Entre otras cosas, fueron las que me hicieron regresar de visita al país. Hice una hermosa fecha en Buenos Aires con amigos que admiro muchísimo y con los que trabajo a distancia. Honestamente, no espero demasiado de los lugares que visito, o al menos no me empeño en tomar mucho contacto con mi pretensión. Prefiero de alguna manera ir viviendo lo que surge, paso a paso, focalizado en mi trabajo y mi consciencia. Eso no significa que no tenga claro lo que proyecto, los tengo a corto, mediano y largo plazo. Pero puntualmente, de los lugares que habito al menos por un tiempo, trato de no contaminar con mis pretensiones.



¿Cómo fue la experiencia de salir detrás de la guitarra para hacer de actor en tu primer video clip “Yo no sé”?
Si, algo así. Es mi primer video clip. Ya lo verán pronto. En realidad, no fue mi primera experiencia como “actor”. Hice varias cositas ya, es un arte que me apasiona, un poco inculcado por mi hermano Nacho que es actor y a quien le está yendo muy bien en México, trabajando en lo más alto del teatro de ese país. Creo que de él viene mi gusto por el arte dramático. Es algo realmente apasionante cuando es tomado en serio.

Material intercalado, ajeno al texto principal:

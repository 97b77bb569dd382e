//! Palette record types
//!
//! A [`Colors`] value is a closed record: every slot is a struct field, so a
//! palette with a missing colour does not compile. The header ramp is a
//! [`Gradient`], which can only hold five or six stops.

use serde::Serialize;

use crate::core::task::{Priority, Status};
use crate::theme::color::Rgb;

/// Number of named solid colour slots in a palette
pub const NAMED_SLOT_COUNT: usize = 22;

/// Minimum number of stops in a header gradient
pub const MIN_GRADIENT_STOPS: usize = 5;

/// Ordered colour ramp used for banner previews
#[derive(Debug, Clone, Copy, PartialEq, Eq)]
pub struct Gradient {
    stops: [Rgb; 6],
    len: usize,
}

impl Gradient {
    /// A five-stop ramp
    pub const fn five(stops: [Rgb; 5]) -> Self {
        Self {
            stops: [stops[0], stops[1], stops[2], stops[3], stops[4], stops[4]],
            len: 5,
        }
    }

    /// A six-stop ramp
    pub const fn six(stops: [Rgb; 6]) -> Self {
        Self { stops, len: 6 }
    }

    /// The populated stops, in order
    pub fn stops(&self) -> &[Rgb] {
        &self.stops[..self.len]
    }

    pub fn first(&self) -> Rgb {
        self.stops[0]
    }

    pub fn last(&self) -> Rgb {
        self.stops[self.len - 1]
    }
}

impl Serialize for Gradient {
    fn serialize<S: serde::Serializer>(&self, serializer: S) -> Result<S::Ok, S::Error> {
        serializer.collect_seq(self.stops())
    }
}

/// The full semantic colour set of a theme
#[derive(Debug, Clone, Copy, PartialEq, Eq, Serialize)]
pub struct Colors {
    // Primary
    pub primary: Rgb,
    pub primary_dark: Rgb,
    pub primary_light: Rgb,

    // Accent
    pub accent: Rgb,
    pub accent_dark: Rgb,
    pub accent_light: Rgb,

    // Status
    pub success: Rgb,
    pub warning: Rgb,
    pub error: Rgb,
    pub info: Rgb,

    // Neutral
    pub background: Rgb,
    pub foreground: Rgb,
    pub surface: Rgb,
    pub border: Rgb,

    // Text
    pub text_primary: Rgb,
    pub text_secondary: Rgb,
    pub text_disabled: Rgb,
    pub text_inverse: Rgb,

    // Interaction states
    pub hover: Rgb,
    pub active: Rgb,
    pub focus: Rgb,
    pub selected: Rgb,

    /// Ramp for banner previews
    pub header_gradient: Gradient,
}

impl Colors {
    /// Every named solid slot with its field name, in declaration order
    pub fn slots(&self) -> [(&'static str, Rgb); NAMED_SLOT_COUNT] {
        [
            ("primary", self.primary),
            ("primary_dark", self.primary_dark),
            ("primary_light", self.primary_light),
            ("accent", self.accent),
            ("accent_dark", self.accent_dark),
            ("accent_light", self.accent_light),
            ("success", self.success),
            ("warning", self.warning),
            ("error", self.error),
            ("info", self.info),
            ("background", self.background),
            ("foreground", self.foreground),
            ("surface", self.surface),
            ("border", self.border),
            ("text_primary", self.text_primary),
            ("text_secondary", self.text_secondary),
            ("text_disabled", self.text_disabled),
            ("text_inverse", self.text_inverse),
            ("hover", self.hover),
            ("active", self.active),
            ("focus", self.focus),
            ("selected", self.selected),
        ]
    }
}

/// A named palette
#[derive(Debug, Clone, Copy, PartialEq, Eq, Serialize)]
pub struct Theme {
    /// Stable kebab-case key, also the persisted identifier
    pub id: &'static str,
    /// Display name
    pub name: &'static str,
    pub colors: Colors,
}

impl Theme {
    /// Foreground colour for a task priority
    pub fn priority_color(&self, priority: Priority) -> Rgb {
        match priority {
            Priority::Urgent | Priority::High => self.colors.error,
            Priority::Medium => self.colors.warning,
            Priority::Low => self.colors.info,
        }
    }

    /// Foreground colour for a task status
    pub fn status_color(&self, status: Status) -> Rgb {
        match status {
            Status::Done | Status::Closed => self.colors.success,
            Status::InProgress => self.colors.info,
            Status::OnHold => self.colors.error,
            Status::Pending => self.colors.warning,
            Status::New => self.colors.text_primary,
        }
    }
}

/// Whether `id` is a usable catalog key: non-empty lowercase kebab-case
pub fn is_valid_identifier(id: &str) -> bool {
    !id.is_empty()
        && !id.starts_with('-')
        && !id.ends_with('-')
        && !id.contains("--")
        && id
            .chars()
            .all(|c| c.is_ascii_lowercase() || c.is_ascii_digit() || c == '-')
}

#[cfg(test)]
pub(crate) mod tests {
    use super::*;

    /// A throwaway palette with a distinct colour per slot
    pub(crate) fn sample_theme(id: &'static str, name: &'static str) -> Theme {
        let c = |v: u32| Rgb::hex(v);
        Theme {
            id,
            name,
            colors: Colors {
                primary: c(0x010101),
                primary_dark: c(0x020202),
                primary_light: c(0x030303),
                accent: c(0x040404),
                accent_dark: c(0x050505),
                accent_light: c(0x060606),
                success: c(0x070707),
                warning: c(0x080808),
                error: c(0x090909),
                info: c(0x0A0A0A),
                background: c(0x0B0B0B),
                foreground: c(0x0C0C0C),
                surface: c(0x0D0D0D),
                border: c(0x0E0E0E),
                text_primary: c(0x0F0F0F),
                text_secondary: c(0x101010),
                text_disabled: c(0x111111),
                text_inverse: c(0x121212),
                hover: c(0x131313),
                active: c(0x141414),
                focus: c(0x151515),
                selected: c(0x161616),
                header_gradient: Gradient::five([
                    c(0x000000),
                    c(0x404040),
                    c(0x808080),
                    c(0xC0C0C0),
                    c(0xFFFFFF),
                ]),
            },
        }
    }

    #[test]
    fn test_five_stop_gradient_hides_padding() {
        let g = Gradient::five([
            Rgb::hex(0x000001),
            Rgb::hex(0x000002),
            Rgb::hex(0x000003),
            Rgb::hex(0x000004),
            Rgb::hex(0x000005),
        ]);
        assert_eq!(g.stops().len(), 5);
        assert_eq!(g.last(), Rgb::hex(0x000005));
    }

    #[test]
    fn test_slots_cover_every_named_field() {
        let theme = sample_theme("sample", "Sample");
        let slots = theme.colors.slots();
        assert_eq!(slots.len(), NAMED_SLOT_COUNT);

        // Each slot was given a distinct value, so a mis-wired slot shows up as a duplicate
        let mut values: Vec<_> = slots.iter().map(|(_, rgb)| *rgb).collect();
        values.sort_by_key(|rgb| (rgb.r, rgb.g, rgb.b));
        values.dedup();
        assert_eq!(values.len(), NAMED_SLOT_COUNT);
        assert_eq!(slots[0], ("primary", Rgb::hex(0x010101)));
        assert_eq!(slots[21], ("selected", Rgb::hex(0x161616)));
    }

    #[test]
    fn test_priority_color_mapping() {
        let theme = sample_theme("sample", "Sample");
        assert_eq!(theme.priority_color(Priority::Urgent), theme.colors.error);
        assert_eq!(theme.priority_color(Priority::High), theme.colors.error);
        assert_eq!(theme.priority_color(Priority::Medium), theme.colors.warning);
        assert_eq!(theme.priority_color(Priority::Low), theme.colors.info);
    }

    #[test]
    fn test_status_color_mapping() {
        let theme = sample_theme("sample", "Sample");
        assert_eq!(theme.status_color(Status::Done), theme.colors.success);
        assert_eq!(theme.status_color(Status::Closed), theme.colors.success);
        assert_eq!(theme.status_color(Status::InProgress), theme.colors.info);
        assert_eq!(theme.status_color(Status::OnHold), theme.colors.error);
        assert_eq!(theme.status_color(Status::Pending), theme.colors.warning);
        assert_eq!(theme.status_color(Status::New), theme.colors.text_primary);
    }

    #[test]
    fn test_identifier_rules() {
        for ok in ["dark", "retro-amber", "tokyo-night", "mono-blue2"] {
            assert!(is_valid_identifier(ok), "{ok}");
        }
        for bad in ["", "Dark", "-dark", "dark-", "tokyo--night", "tokyo night", "ocean_blue"] {
            assert!(!is_valid_identifier(bad), "{bad}");
        }
    }

    #[test]
    fn test_gradient_serializes_populated_stops_only() {
        let theme = sample_theme("sample", "Sample");
        let json = serde_json::to_value(theme.colors.header_gradient).unwrap();
        assert_eq!(json.as_array().map(|a| a.len()), Some(5));
    }
}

La maquinaria de la música, es muy vertiginosa, sobre todo para aquellos artistas que lo hacen de forma independiente, ¿qué consejos le darías a los jóvenes que están incursionando en este mundo, muchas veces sin el apoyo de las disqueras?
Definitivamente. El vértigo es básicamente una tendencia de un sistema basado en la lógica del consumo, la oferta y la demanda. Es vertiginosa por la velocidad en que se mueve, la abundante información mundial, que termina por desinformar y confundir. Esto que digo es un intento de resumir una idea enormemente compleja, pero por demás interesante y necesaria para el trabajo consciente en estos tiempos. Creo que como músicos independientes, tenemos la obligación de tener consciencia de la maquinaria comercial, sus engranajes y como funcionamos con respecto a ella. Ser gestor de un proyecto musical/comercial implica conocer y reconocer honestamente lo que queremos, cómo lo queremos y qué hacer para ello, en un espacio tiempo determinado por tendencias sociales, culturales y económicas. Lo complejo, también, es que ese proyecto se hace en base a nuestras fibras más profundas expresadas en nuestras canciones. Es un acto de desnudez muy grande. Como vemos no es algo sencillo. Partir desde ahí, creo que es lo más cercano a un consejo, si es que puedo darlo yo; comprender que no es algo sencillo, que no es lo que vende la tele, ni nada parecido, que es mucho trabajo, con cosas hermosas, con otras no tanto, pero que es un afán de cada día hacer lo que amamos y crecer como personas tratando de hacer de este lugar un espacio mejor, portando con consciencia y compromiso algo sagrado que es el fenómeno artístico perforativo.